Lines in the listing that hold the string "PartialEq" need to be tallied, and the total given alone.

Supplied entries START

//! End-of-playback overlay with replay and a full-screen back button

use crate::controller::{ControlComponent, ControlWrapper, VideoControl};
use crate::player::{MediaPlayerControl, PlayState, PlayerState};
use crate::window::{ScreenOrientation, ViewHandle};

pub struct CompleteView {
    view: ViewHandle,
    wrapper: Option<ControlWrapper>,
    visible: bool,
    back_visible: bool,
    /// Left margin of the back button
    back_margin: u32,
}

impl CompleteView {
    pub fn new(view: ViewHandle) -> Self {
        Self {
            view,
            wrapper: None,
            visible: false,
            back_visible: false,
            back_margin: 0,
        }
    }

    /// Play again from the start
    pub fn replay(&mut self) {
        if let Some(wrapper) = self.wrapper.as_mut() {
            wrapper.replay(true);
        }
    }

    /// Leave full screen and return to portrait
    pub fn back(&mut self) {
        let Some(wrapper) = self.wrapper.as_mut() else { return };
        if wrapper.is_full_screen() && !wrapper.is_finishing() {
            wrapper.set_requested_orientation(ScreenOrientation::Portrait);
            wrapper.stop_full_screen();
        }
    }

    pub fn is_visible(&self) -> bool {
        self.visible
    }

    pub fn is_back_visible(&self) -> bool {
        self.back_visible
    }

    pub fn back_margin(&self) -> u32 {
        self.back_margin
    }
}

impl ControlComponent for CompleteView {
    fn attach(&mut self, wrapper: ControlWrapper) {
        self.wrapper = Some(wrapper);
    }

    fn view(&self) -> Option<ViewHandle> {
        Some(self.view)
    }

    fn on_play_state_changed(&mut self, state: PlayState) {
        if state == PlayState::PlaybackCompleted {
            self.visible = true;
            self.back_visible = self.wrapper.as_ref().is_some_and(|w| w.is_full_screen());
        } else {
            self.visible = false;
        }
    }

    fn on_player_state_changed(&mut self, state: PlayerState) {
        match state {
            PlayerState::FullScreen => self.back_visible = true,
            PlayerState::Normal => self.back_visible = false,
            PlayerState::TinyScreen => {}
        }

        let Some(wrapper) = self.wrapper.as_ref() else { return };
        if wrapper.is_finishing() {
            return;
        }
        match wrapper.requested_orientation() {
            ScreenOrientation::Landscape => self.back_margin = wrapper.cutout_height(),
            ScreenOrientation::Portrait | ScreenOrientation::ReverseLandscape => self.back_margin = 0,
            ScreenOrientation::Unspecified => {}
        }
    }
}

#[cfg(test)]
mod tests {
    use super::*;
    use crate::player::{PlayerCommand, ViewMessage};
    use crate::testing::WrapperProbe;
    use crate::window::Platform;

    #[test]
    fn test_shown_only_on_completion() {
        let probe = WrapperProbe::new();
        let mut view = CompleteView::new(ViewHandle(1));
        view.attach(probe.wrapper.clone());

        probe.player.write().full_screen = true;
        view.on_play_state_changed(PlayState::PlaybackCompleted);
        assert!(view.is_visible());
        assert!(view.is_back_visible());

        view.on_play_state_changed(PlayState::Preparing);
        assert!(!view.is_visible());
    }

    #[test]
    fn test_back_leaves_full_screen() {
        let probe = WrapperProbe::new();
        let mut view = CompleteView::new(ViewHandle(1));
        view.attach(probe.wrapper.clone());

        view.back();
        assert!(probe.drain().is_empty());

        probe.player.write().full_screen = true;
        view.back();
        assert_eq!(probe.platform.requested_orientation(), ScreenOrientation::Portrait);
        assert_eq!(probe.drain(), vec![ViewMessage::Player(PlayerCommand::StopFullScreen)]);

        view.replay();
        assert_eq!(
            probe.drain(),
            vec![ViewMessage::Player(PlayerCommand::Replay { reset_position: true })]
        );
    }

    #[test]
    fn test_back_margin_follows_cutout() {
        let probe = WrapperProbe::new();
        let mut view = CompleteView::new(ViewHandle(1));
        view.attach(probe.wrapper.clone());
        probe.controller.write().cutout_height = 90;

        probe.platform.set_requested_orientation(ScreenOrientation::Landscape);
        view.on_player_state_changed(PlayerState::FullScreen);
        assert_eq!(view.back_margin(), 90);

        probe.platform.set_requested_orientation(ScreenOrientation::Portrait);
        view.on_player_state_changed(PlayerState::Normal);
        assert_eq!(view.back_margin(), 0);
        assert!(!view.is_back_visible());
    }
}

Supplied entries END
Supplied entries START

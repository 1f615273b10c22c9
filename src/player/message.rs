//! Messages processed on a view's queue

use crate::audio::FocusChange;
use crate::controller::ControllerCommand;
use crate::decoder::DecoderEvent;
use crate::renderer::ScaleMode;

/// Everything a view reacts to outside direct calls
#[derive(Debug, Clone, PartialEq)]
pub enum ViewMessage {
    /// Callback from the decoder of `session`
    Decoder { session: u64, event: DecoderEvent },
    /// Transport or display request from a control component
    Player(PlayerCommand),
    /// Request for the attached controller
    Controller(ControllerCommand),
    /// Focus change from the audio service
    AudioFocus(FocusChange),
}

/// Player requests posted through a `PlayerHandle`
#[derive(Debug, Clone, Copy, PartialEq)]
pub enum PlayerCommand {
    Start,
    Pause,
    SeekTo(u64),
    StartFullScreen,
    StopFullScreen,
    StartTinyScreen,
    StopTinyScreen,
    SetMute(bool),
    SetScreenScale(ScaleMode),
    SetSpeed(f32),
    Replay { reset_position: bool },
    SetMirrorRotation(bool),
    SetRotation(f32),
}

Supplied entries END
Supplied entries START

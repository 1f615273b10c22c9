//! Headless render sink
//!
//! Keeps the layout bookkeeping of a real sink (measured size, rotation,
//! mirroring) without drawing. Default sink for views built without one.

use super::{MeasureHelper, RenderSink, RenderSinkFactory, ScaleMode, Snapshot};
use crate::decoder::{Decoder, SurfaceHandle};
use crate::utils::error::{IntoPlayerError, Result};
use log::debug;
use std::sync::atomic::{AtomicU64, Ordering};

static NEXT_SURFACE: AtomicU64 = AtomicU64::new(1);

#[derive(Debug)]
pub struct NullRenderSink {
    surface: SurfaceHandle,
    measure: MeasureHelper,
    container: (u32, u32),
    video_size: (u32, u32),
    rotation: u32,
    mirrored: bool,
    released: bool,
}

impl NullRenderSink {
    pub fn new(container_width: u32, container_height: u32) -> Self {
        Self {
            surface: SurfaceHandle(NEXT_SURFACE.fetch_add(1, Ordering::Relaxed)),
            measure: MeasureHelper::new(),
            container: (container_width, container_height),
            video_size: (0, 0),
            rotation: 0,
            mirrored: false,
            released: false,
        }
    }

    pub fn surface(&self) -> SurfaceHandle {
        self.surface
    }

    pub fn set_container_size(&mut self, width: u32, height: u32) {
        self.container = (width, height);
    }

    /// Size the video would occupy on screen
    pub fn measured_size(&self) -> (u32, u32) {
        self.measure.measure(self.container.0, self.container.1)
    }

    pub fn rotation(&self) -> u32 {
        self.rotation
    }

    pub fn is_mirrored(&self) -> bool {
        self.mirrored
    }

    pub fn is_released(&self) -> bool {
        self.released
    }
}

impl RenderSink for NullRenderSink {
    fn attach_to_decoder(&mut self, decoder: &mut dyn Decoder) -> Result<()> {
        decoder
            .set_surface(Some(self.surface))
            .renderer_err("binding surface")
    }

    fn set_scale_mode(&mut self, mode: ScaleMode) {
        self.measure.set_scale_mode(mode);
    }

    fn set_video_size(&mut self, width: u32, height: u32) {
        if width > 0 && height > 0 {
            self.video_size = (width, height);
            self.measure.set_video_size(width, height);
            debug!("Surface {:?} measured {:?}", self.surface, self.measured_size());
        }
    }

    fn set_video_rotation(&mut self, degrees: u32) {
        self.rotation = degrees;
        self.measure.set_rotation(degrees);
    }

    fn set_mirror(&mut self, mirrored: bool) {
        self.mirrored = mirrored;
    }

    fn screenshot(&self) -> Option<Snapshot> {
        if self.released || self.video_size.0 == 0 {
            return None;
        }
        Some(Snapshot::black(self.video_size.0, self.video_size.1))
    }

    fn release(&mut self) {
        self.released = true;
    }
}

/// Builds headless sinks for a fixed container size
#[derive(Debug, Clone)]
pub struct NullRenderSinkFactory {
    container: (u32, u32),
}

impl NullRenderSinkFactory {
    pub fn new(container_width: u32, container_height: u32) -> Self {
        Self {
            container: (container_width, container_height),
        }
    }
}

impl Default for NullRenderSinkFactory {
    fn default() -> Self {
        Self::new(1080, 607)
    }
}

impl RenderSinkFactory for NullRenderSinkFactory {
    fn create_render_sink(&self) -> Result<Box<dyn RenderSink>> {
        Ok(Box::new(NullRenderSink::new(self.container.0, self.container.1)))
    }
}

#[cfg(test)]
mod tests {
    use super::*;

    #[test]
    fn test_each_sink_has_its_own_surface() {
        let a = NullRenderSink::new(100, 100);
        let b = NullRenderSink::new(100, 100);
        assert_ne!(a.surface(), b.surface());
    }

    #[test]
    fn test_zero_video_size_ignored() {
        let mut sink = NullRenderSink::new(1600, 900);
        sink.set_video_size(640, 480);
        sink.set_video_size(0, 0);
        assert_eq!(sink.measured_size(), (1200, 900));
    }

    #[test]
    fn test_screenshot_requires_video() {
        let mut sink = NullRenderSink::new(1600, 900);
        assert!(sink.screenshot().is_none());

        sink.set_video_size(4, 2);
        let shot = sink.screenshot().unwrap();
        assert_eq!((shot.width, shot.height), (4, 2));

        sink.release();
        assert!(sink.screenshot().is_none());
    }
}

Supplied entries END

Completed task. 2